Her freely-moving forms that she seemed to make so easily were a challenge to most of us but she was so encouraging that having a go with a freer style was exciting.
The workshop started with charcoal drawings of elephants – left hand, right hand, upside down, each task designed to free us up and prepare for ink and paint. Elephant paintings in just two colours (ultramarine blue and raw sienna) were next. Julia gave us a detailed demonstration: a light pencil drawing and then a raw sienna washed-in background followed by drawing with the brush laden with lots of thin paint to mark in darker areas. These marks were drawn out and then added to with tones in between and lots of white paper left.
In the afternoon it was ostriches – fantastic fluffy birds with interesting shapes and long
awkward legs. Again we learned from a demonstration: ink was used to almost scratch in marks where the darker areas were, and then, when it was dry, more colours were laid, thin at first, building up to show the whole shape with movement and feathers but resisting the fiddly tweaking that we as amateurs tend to do.
I found the day inspiring and encouraging and left with a positive plan to work on what I had learned – it is never too late to keep on learning.
by Sandra Smith-Gordon
charcoal sticks, – thin and/or thick.
soft pencils – eg: 2b, 4b, or 6b
graphite stick (if you have one)
rubber or putty rubber
sketchbook: I prefer to use a large Daler Rowney spiral bound one as you can fold it right round, or a pad of flip chart paper from a good stationers.
watercolour paper: 140lb or 200lb, not or rough, A3 if possible in a pad. If single sheets bring a board to tape them to.
Sable paint brushes: (Nos. 6, 8, 12 and 16 or 18 are useful sizes, – ie: one larger and one smaller, I tend to use a No. 8 and 16)
Hake: if you have one for laying washes
Rigger: If you have one for trees, grasses, rigging, feathers etc. Either a sable, or a ProArt one works just as well.
Paints: (Suggested colours)
Warms: Raw Sienna, Yellow Ochre, Raw Umber, Cadmium red, Ultramarine Blue, Burnt Sienna, and Vandyke Brown (warmer than sepia, useful for strong darks)
Cools: Winsor Lemon or Auroelin, Alizarin Crimson, Prussian Blue, Cobalt Blue and Pthalo Turquoise
Extras: These are optional, but my prefered extras are:- Sap Green, Brown Madder, Indian Yellow,
Ink: Black Indian Ink from Winsor & Newton ( It comes in a 14ml box with black spider illustration) – Not an acrylic ink.
- water pot
- mixing pallet (a plastic ice-tray is quite useful, or a white plate)

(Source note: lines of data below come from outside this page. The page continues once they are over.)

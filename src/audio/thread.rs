use std::path::PathBuf;
use std::sync::mpsc::{Receiver, RecvTimeoutError, Sender};
use std::thread;
use std::thread::JoinHandle;
use std::time::Duration;

use rodio::{OutputStream, OutputStreamBuilder, Sink};
use tracing::{debug, error, warn};

use super::sink::{create_sink_at, fade_out_sink};
use super::types::{AudioCmd, BackendError, BackendEvent, BackendHandle, BackendInfo, RequestToken};

/// How often the thread samples the sink for position and end-of-track.
const TICK: Duration = Duration::from_millis(200);

/// The sink currently owned by the audio thread.
struct Loaded {
    token: RequestToken,
    path: PathBuf,
    sink: Sink,
    /// Position the sink was rebuilt at; `Sink::get_pos` counts from here.
    offset: Duration,
    started: bool,
    finished: bool,
}

impl Loaded {
    fn position(&self) -> Duration {
        self.offset + self.sink.get_pos()
    }
}

pub(super) fn spawn_audio_thread(
    rx: Receiver<AudioCmd>,
    events: Sender<BackendEvent>,
    info: BackendHandle,
) -> JoinHandle<()> {
    thread::spawn(move || {
        let stream = match OutputStreamBuilder::open_default_stream() {
            Ok(mut stream) => {
                // rodio logs to stderr when OutputStream is dropped. That's useful in debugging,
                // but noisy for a TUI app.
                stream.log_on_drop(false);
                Some(stream)
            }
            Err(e) => {
                error!(error = %e, "no audio output device; every track will fail to prepare");
                None
            }
        };

        let mut current: Option<Loaded> = None;

        let emit = |event: BackendEvent| {
            if events.send(event).is_err() {
                debug!("backend event receiver dropped");
            }
        };

        loop {
            match rx.recv_timeout(TICK) {
                Ok(cmd) => match cmd {
                    AudioCmd::Prepare { token, path } => {
                        drop_current(&mut current, &info);

                        let Some(stream) = stream.as_ref() else {
                            emit(BackendEvent::error(token, BackendError::OutputUnavailable));
                            continue;
                        };

                        match create_sink_at(stream, &path, Duration::ZERO) {
                            Ok((sink, total)) => {
                                debug!(%token, path = %path.display(), "source prepared");
                                if let Ok(mut i) = info.lock() {
                                    *i = BackendInfo {
                                        token: Some(token),
                                        position: Duration::ZERO,
                                        duration: total,
                                        playing: false,
                                    };
                                }
                                current = Some(Loaded {
                                    token,
                                    path,
                                    sink,
                                    offset: Duration::ZERO,
                                    started: false,
                                    finished: false,
                                });
                                emit(BackendEvent::ready(token));
                            }
                            Err(e) => emit(BackendEvent::error(token, e)),
                        }
                    }

                    AudioCmd::Start => {
                        if let Some(ref mut loaded) = current {
                            loaded.sink.play();
                            loaded.started = true;
                            if let Ok(mut i) = info.lock() {
                                i.playing = true;
                            }
                        }
                    }

                    AudioCmd::Pause => {
                        if let Some(ref loaded) = current {
                            loaded.sink.pause();
                            if let Ok(mut i) = info.lock() {
                                i.playing = false;
                                i.position = loaded.position();
                            }
                        }
                    }

                    AudioCmd::SeekTo(pos) => {
                        let (Some(stream), Some(loaded)) = (stream.as_ref(), current.as_mut())
                        else {
                            continue;
                        };
                        seek_loaded(stream, loaded, pos);
                        if let Ok(mut i) = info.lock() {
                            i.position = loaded.position();
                        }
                    }

                    AudioCmd::Reset => drop_current(&mut current, &info),

                    AudioCmd::Quit { fade_out_ms } => {
                        if let Some(loaded) = current.take() {
                            fade_out_sink(&loaded.sink, fade_out_ms);
                            loaded.sink.stop();
                        }
                        // Update shared state so UI/MPRIS don't keep showing Playing.
                        if let Ok(mut i) = info.lock() {
                            *i = BackendInfo::default();
                        }
                        break;
                    }
                },
                Err(RecvTimeoutError::Timeout) => {
                    let Some(ref mut loaded) = current else {
                        continue;
                    };
                    if let Ok(mut i) = info.lock() {
                        i.position = loaded.position();
                    }
                    // periodic check for end of track
                    if loaded.started
                        && !loaded.finished
                        && !loaded.sink.is_paused()
                        && loaded.sink.empty()
                    {
                        loaded.finished = true;
                        if let Ok(mut i) = info.lock() {
                            i.playing = false;
                        }
                        emit(BackendEvent::completed(loaded.token));
                    }
                }
                Err(RecvTimeoutError::Disconnected) => break,
            }
        }
    })
}

fn drop_current(current: &mut Option<Loaded>, info: &BackendHandle) {
    if let Some(loaded) = current.take() {
        loaded.sink.stop();
    }
    if let Ok(mut i) = info.lock() {
        *i = BackendInfo::default();
    }
}

/// Seek in place when the decoder supports it, otherwise rebuild the sink
/// and skip into the file.
fn seek_loaded(stream: &OutputStream, loaded: &mut Loaded, pos: Duration) {
    loaded.finished = false;

    match loaded.sink.try_seek(pos) {
        Ok(()) => {
            loaded.offset = Duration::ZERO;
        }
        Err(e) => {
            debug!(error = %e, "in-place seek unsupported, rebuilding sink");
            match create_sink_at(stream, &loaded.path, pos) {
                Ok((sink, _)) => {
                    let paused = loaded.sink.is_paused();
                    loaded.sink.stop();
                    if !paused {
                        sink.play();
                    }
                    loaded.sink = sink;
                    loaded.offset = pos;
                }
                Err(e) => warn!(error = %e, "seek failed"),
            }
        }
    }
}
use std::fs::{self, OpenOptions};
use std::path::Path;
use std::sync::Mutex;

use tracing_subscriber::EnvFilter;

use crate::error::Error;

const DEFAULT_FILTER: &str = "encore=info";

/// Send `tracing` output to `file`, filtered by `RUST_LOG`.
///
/// The terminal belongs to the TUI, so without a file nothing is installed
/// and log records are dropped.
pub fn init(file: Option<&Path>) -> Result<(), Error> {
    let Some(path) = file else {
        return Ok(());
    };

    if let Some(parent) = path.parent().filter(|p| !p.as_os_str().is_empty()) {
        fs::create_dir_all(parent)?;
    }
    let file = OpenOptions::new().create(true).append(true).open(path)?;

    let filter =
        EnvFilter::try_from_default_env().unwrap_or_else(|_| EnvFilter::new(DEFAULT_FILTER));

    tracing_subscriber::fmt()
        .with_env_filter(filter)
        .with_ansi(false)
        .with_writer(Mutex::new(file))
        .try_init()
        .map_err(|e| Error::Logging(e.to_string()))
}
mod app;
mod audio;
mod config;
mod controller;
mod error;
mod library;
mod mpris;
mod runtime;
mod ui;

fn main() -> Result<(), error::Error> {
    runtime::run()
}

- masking tape, elastic bands and bulldog clips (only if you have them)
- kitchen roll or rag
- cling film for wrapping over the pallet
- scalpel or blade
Julia Cassels: When I moved to Kenya to work with the Maasai in the heart of the Rift Valley in my early 20’s, I found the wonderous rhythms, shapes, and colours totally captivating. This sparked a love for Africa and its wildlife that is forever present in my work.
Although specialising in watercolour, I often introduce inks, graphite or charcoal to gain a natural fluidity. I would like to think my work reflects a true and intimate understanding of my subjects, capturing their very essence with a certain spontaneity.

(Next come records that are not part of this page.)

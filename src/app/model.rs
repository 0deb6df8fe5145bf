//! Application model types: `App` and `ProgressPoller`.
//!
//! The `App` struct holds what the TUI needs between frames: the list cursor,
//! the last polled progress, a pending scrub position and the status line.
//! Playback itself is owned by the controller.

use std::cell::Cell;
use std::path::PathBuf;
use std::rc::Rc;
use std::time::{Duration, Instant};

/// Drives the periodic progress read. Suppressed while the user scrubs.
#[derive(Debug, Clone)]
pub struct ProgressPoller {
    period: Duration,
    last: Option<Instant>,
}

impl ProgressPoller {
    pub fn new(period: Duration) -> Self {
        Self { period, last: None }
    }

    /// Whether a poll should run at `now`.
    pub fn due(&self, now: Instant, scrubbing: bool) -> bool {
        if scrubbing {
            return false;
        }
        match self.last {
            Some(last) => now.saturating_duration_since(last) >= self.period,
            None => true,
        }
    }

    pub fn mark(&mut self, now: Instant) {
        self.last = Some(now);
    }

    /// Force the next `due` check to fire.
    pub fn reset(&mut self) {
        self.last = None;
    }
}

/// The main application model.
pub struct App {
    /// Cursor into the playlist.
    pub selected: usize,
    /// Last position read from the controller (milliseconds).
    pub progress_ms: u64,
    /// Last duration read from the controller (milliseconds).
    pub duration_ms: u64,
    pub poller: ProgressPoller,
    /// Pending seek position while the user scrubs.
    scrub: Option<u64>,
    scrub_step_ms: u64,
    pub status: Option<String>,
    pub current_dir: Option<PathBuf>,
    pub scanning: bool,
    /// Set by the controller's state-change observer.
    dirty: Rc<Cell<bool>>,
}

impl App {
    pub fn new(poll_period: Duration, scrub_seconds: u64) -> Self {
        Self {
            selected: 0,
            progress_ms: 0,
            duration_ms: 0,
            poller: ProgressPoller::new(poll_period),
            scrub: None,
            scrub_step_ms: scrub_seconds.saturating_mul(1000),
            status: None,
            current_dir: None,
            scanning: false,
            dirty: Rc::new(Cell::new(true)),
        }
    }

    /// A flag the controller observer can raise to ask for a refresh.
    pub fn dirty_flag(&self) -> Rc<Cell<bool>> {
        Rc::clone(&self.dirty)
    }

    /// Consume a pending refresh request.
    pub fn take_dirty(&self) -> bool {
        self.dirty.replace(false)
    }

    pub fn set_current_dir(&mut self, dir: PathBuf) {
        self.current_dir = Some(dir);
    }

    pub fn set_status(&mut self, msg: impl Into<String>) {
        self.status = Some(msg.into());
    }

    /// Move the cursor down, wrapping to the top.
    pub fn next(&mut self, len: usize) {
        if len == 0 {
            self.selected = 0;
            return;
        }
        self.selected = (self.selected + 1) % len;
    }

    /// Move the cursor up, wrapping to the bottom.
    pub fn prev(&mut self, len: usize) {
        if len == 0 {
            self.selected = 0;
            return;
        }
        self.selected = match self.selected {
            0 => len - 1,
            i => (i - 1).min(len - 1),
        };
    }

    pub fn first(&mut self) {
        self.selected = 0;
    }

    pub fn last(&mut self, len: usize) {
        self.selected = len.saturating_sub(1);
    }

    /// Keep the cursor inside a playlist of `len` after a rescan.
    pub fn clamp_selection(&mut self, len: usize) {
        if self.selected >= len {
            self.selected = len.saturating_sub(1);
        }
    }

    pub fn is_scrubbing(&self) -> bool {
        self.scrub.is_some()
    }

    pub fn scrub_position(&self) -> Option<u64> {
        self.scrub
    }

    /// Start scrubbing from the last polled position, or move the pending
    /// position, by `steps` scrub steps. Clamped to `[0, duration]`.
    pub fn scrub_by(&mut self, steps: i64) {
        let from = self.scrub.unwrap_or(self.progress_ms);
        let delta = self.scrub_step_ms.saturating_mul(steps.unsigned_abs());
        let moved = if steps < 0 {
            from.saturating_sub(delta)
        } else {
            from.saturating_add(delta)
        };
        let moved = if self.duration_ms > 0 {
            moved.min(self.duration_ms)
        } else {
            moved
        };
        self.scrub = Some(moved);
    }

    /// Finish scrubbing and hand back the position to seek to. Polling
    /// resumes on the next tick.
    pub fn commit_scrub(&mut self) -> Option<u64> {
        let pos = self.scrub.take()?;
        self.progress_ms = pos;
        self.poller.reset();
        Some(pos)
    }

    pub fn cancel_scrub(&mut self) {
        if self.scrub.take().is_some() {
            self.poller.reset();
        }
    }

    /// Record a progress reading taken at `now`.
    pub fn apply_progress(&mut self, now: Instant, progress_ms: u64, duration_ms: u64) {
        self.progress_ms = progress_ms;
        self.duration_ms = duration_ms;
        self.poller.mark(now);
    }

    /// Drop progress and any scrub in flight; used when playback stops.
    pub fn clear_progress(&mut self) {
        self.progress_ms = 0;
        self.duration_ms = 0;
        self.scrub = None;
    }
}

We spent many years living and working in Zambia then Tanzania, before returning to England 12 years ago. I now paint, sculpt and run courses & workshops from my studio in Hampshire. I exhibit widely, with my work found in many collections worldwide, and have been lucky enough to have been short-listed for the David Shepherd Wildlife of the Year Exhibition for the last four years running.